HOW TO COMPLETE THIS TASK: Search the listing for the word "once" and say how many lines have it, nothing besides.

============================================================

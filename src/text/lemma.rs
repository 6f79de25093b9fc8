// Noun lemmatization: reduce surviving tokens to dictionary base forms.
//
// Mirrors the WordNet lemmatizer's default (noun-only) behavior with an
// irregular-plural map and plural suffix rules. Rules are applied to a
// fixed point, which makes `lemmatize` idempotent, a property the
// normalizer's own idempotence rests on.

use std::collections::HashMap;
use std::sync::LazyLock;

static IRREGULAR: LazyLock<HashMap<&'static str, &'static str>> = LazyLock::new(|| {
    HashMap::from([
        ("men", "man"),
        ("women", "woman"),
        ("children", "child"),
        ("feet", "foot"),
        ("teeth", "tooth"),
        ("mice", "mouse"),
        ("geese", "goose"),
        ("people", "person"),
        ("analyses", "analysis"),
        ("theses", "thesis"),
        ("hypotheses", "hypothesis"),
        ("crises", "crisis"),
        ("phenomena", "phenomenon"),
        ("criteria", "criterion"),
        ("curricula", "curriculum"),
        ("media", "medium"),
        ("series", "series"),
        ("species", "species"),
        ("movies", "movie"),
    ])
});

/// Lemmatize one lowercase token.
pub fn lemmatize(token: &str) -> String {
    let mut current = token.to_string();
    loop {
        let next = step(&current);
        if next == current {
            return current;
        }
        current = next;
    }
}

/// One rule application. The first matching rule wins.
fn step(token: &str) -> String {
    if let Some(base) = IRREGULAR.get(token) {
        return (*base).to_string();
    }
    let n = token.len();

    // theories -> theory, studies -> study
    if n >= 5 && token.ends_with("ies") {
        return format!("{}y", &token[..n - 3]);
    }
    // classes -> class, boxes -> box, approaches -> approach
    for suffix in ["sses", "xes", "zes", "ches", "shes"] {
        if n > suffix.len() && token.ends_with(suffix) {
            return token[..n - 2].to_string();
        }
    }
    // methods -> method; leave -ss, -us, -is nouns alone
    if n > 3
        && token.ends_with('s')
        && !token.ends_with("ss")
        && !token.ends_with("us")
        && !token.ends_with("is")
    {
        return token[..n - 1].to_string();
    }
    token.to_string()
}

#[cfg(test)]
mod tests {
    use super::*;

    #[test]
    fn plural_suffix_rules() {
        assert_eq!(lemmatize("algorithms"), "algorithm");
        assert_eq!(lemmatize("studies"), "study");
        assert_eq!(lemmatize("theories"), "theory");
        assert_eq!(lemmatize("classes"), "class");
        assert_eq!(lemmatize("approaches"), "approach");
        assert_eq!(lemmatize("boxes"), "box");
    }

    #[test]
    fn protected_endings_untouched() {
        assert_eq!(lemmatize("analysis"), "analysis");
        assert_eq!(lemmatize("campus"), "campus");
        assert_eq!(lemmatize("class"), "class");
        assert_eq!(lemmatize("series"), "series");
    }

    #[test]
    fn irregular_plurals() {
        assert_eq!(lemmatize("children"), "child");
        assert_eq!(lemmatize("criteria"), "criterion");
        assert_eq!(lemmatize("curricula"), "curriculum");
    }

    #[test]
    fn idempotent_on_sampled_vocabulary() {
        for word in [
            "algorithms",
            "studies",
            "theses",
            "women",
            "painting",
            "color",
            "lens",
            "physics",
        ] {
            let once = lemmatize(word);
            assert_eq!(lemmatize(&once), once, "lemmatize not idempotent on {word}");
        }
    }
}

============================================================

ANSWER BOX: 2